- Data records:
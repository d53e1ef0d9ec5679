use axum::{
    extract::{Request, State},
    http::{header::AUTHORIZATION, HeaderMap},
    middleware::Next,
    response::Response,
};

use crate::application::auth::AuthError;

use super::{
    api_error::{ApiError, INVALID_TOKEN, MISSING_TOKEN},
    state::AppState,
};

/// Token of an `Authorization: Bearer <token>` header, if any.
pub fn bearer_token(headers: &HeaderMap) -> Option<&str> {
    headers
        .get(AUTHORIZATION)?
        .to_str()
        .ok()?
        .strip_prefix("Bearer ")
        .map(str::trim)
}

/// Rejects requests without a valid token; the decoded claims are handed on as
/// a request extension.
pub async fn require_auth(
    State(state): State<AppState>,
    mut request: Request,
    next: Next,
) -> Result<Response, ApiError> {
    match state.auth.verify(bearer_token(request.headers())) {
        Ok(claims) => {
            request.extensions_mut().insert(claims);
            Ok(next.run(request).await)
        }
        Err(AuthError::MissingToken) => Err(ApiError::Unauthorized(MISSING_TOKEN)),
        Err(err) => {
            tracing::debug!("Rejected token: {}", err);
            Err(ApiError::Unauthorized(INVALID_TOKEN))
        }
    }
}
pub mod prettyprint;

* * *

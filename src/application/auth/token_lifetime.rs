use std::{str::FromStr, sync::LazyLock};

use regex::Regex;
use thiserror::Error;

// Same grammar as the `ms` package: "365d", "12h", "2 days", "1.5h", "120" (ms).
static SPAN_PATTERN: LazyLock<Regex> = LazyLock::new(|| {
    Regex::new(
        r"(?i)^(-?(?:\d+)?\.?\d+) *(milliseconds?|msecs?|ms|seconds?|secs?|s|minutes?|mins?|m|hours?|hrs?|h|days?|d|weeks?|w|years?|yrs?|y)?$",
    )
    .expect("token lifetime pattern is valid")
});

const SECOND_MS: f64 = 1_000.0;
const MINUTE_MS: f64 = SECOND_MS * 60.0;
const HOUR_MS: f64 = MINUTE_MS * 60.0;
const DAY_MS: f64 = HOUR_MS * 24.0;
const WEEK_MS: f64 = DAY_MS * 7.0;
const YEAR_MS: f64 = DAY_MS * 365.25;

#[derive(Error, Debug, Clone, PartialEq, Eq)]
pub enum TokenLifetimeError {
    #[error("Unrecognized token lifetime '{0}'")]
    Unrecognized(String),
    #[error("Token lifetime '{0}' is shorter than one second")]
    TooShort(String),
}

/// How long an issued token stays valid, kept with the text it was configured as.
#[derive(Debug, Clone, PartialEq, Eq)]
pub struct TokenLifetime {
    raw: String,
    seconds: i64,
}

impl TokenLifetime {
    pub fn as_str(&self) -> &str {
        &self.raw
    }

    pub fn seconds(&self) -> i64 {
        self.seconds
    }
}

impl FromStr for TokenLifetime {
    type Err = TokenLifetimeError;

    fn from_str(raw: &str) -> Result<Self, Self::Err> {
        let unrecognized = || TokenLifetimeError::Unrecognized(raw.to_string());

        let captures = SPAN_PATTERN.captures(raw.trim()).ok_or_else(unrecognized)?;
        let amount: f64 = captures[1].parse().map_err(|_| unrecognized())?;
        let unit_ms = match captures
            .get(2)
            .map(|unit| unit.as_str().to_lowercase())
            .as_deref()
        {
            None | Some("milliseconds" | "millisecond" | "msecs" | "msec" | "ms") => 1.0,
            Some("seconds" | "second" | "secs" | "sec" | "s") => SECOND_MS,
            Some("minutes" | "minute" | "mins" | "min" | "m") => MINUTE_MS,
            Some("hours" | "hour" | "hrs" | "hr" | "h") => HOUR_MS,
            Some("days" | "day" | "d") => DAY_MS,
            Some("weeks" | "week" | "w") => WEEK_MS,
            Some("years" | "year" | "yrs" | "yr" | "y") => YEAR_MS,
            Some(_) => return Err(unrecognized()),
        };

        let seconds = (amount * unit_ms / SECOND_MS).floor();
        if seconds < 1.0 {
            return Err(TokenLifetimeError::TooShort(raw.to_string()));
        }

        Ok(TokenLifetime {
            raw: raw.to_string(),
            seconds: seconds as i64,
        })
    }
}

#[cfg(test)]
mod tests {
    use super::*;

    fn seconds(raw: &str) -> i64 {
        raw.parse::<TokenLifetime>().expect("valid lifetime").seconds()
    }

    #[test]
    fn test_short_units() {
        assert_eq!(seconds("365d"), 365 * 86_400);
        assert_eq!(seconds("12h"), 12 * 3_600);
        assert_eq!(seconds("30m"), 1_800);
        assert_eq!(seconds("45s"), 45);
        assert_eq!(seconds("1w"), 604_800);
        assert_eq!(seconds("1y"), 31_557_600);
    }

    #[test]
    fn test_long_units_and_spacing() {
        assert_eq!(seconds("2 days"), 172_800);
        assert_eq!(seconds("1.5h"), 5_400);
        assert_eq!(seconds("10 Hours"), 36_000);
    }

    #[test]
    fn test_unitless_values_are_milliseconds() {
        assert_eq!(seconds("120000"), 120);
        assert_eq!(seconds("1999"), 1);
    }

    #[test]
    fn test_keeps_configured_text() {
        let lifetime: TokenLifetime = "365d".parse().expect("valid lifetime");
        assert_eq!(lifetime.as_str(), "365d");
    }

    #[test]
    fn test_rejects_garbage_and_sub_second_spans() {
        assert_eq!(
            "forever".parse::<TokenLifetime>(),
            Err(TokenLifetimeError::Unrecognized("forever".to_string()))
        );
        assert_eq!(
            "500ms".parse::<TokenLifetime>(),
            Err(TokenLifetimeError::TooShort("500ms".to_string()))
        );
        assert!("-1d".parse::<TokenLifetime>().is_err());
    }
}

* * *

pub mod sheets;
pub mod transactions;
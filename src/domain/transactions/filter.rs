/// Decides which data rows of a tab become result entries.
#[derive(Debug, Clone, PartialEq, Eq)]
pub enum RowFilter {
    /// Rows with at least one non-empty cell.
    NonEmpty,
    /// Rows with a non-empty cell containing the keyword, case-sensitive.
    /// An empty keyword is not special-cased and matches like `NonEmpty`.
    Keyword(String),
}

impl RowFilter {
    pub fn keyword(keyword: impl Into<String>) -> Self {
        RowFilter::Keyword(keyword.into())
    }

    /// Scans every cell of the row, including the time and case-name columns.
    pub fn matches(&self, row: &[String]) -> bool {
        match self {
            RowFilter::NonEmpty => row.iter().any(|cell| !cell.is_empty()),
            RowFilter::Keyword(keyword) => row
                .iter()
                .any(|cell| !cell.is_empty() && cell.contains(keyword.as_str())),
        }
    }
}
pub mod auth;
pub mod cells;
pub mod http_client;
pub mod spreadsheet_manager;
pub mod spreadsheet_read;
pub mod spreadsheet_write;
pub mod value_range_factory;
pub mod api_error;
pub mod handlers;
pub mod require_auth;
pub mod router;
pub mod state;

- Your goal: Copy each line of the listing that contains the string "const".

- Answer space:
const SECOND_MS: f64 = 1_000.0;
const MINUTE_MS: f64 = SECOND_MS * 60.0;
const HOUR_MS: f64 = MINUTE_MS * 60.0;
const DAY_MS: f64 = HOUR_MS * 24.0;
const WEEK_MS: f64 = DAY_MS * 7.0;
const YEAR_MS: f64 = DAY_MS * 365.25;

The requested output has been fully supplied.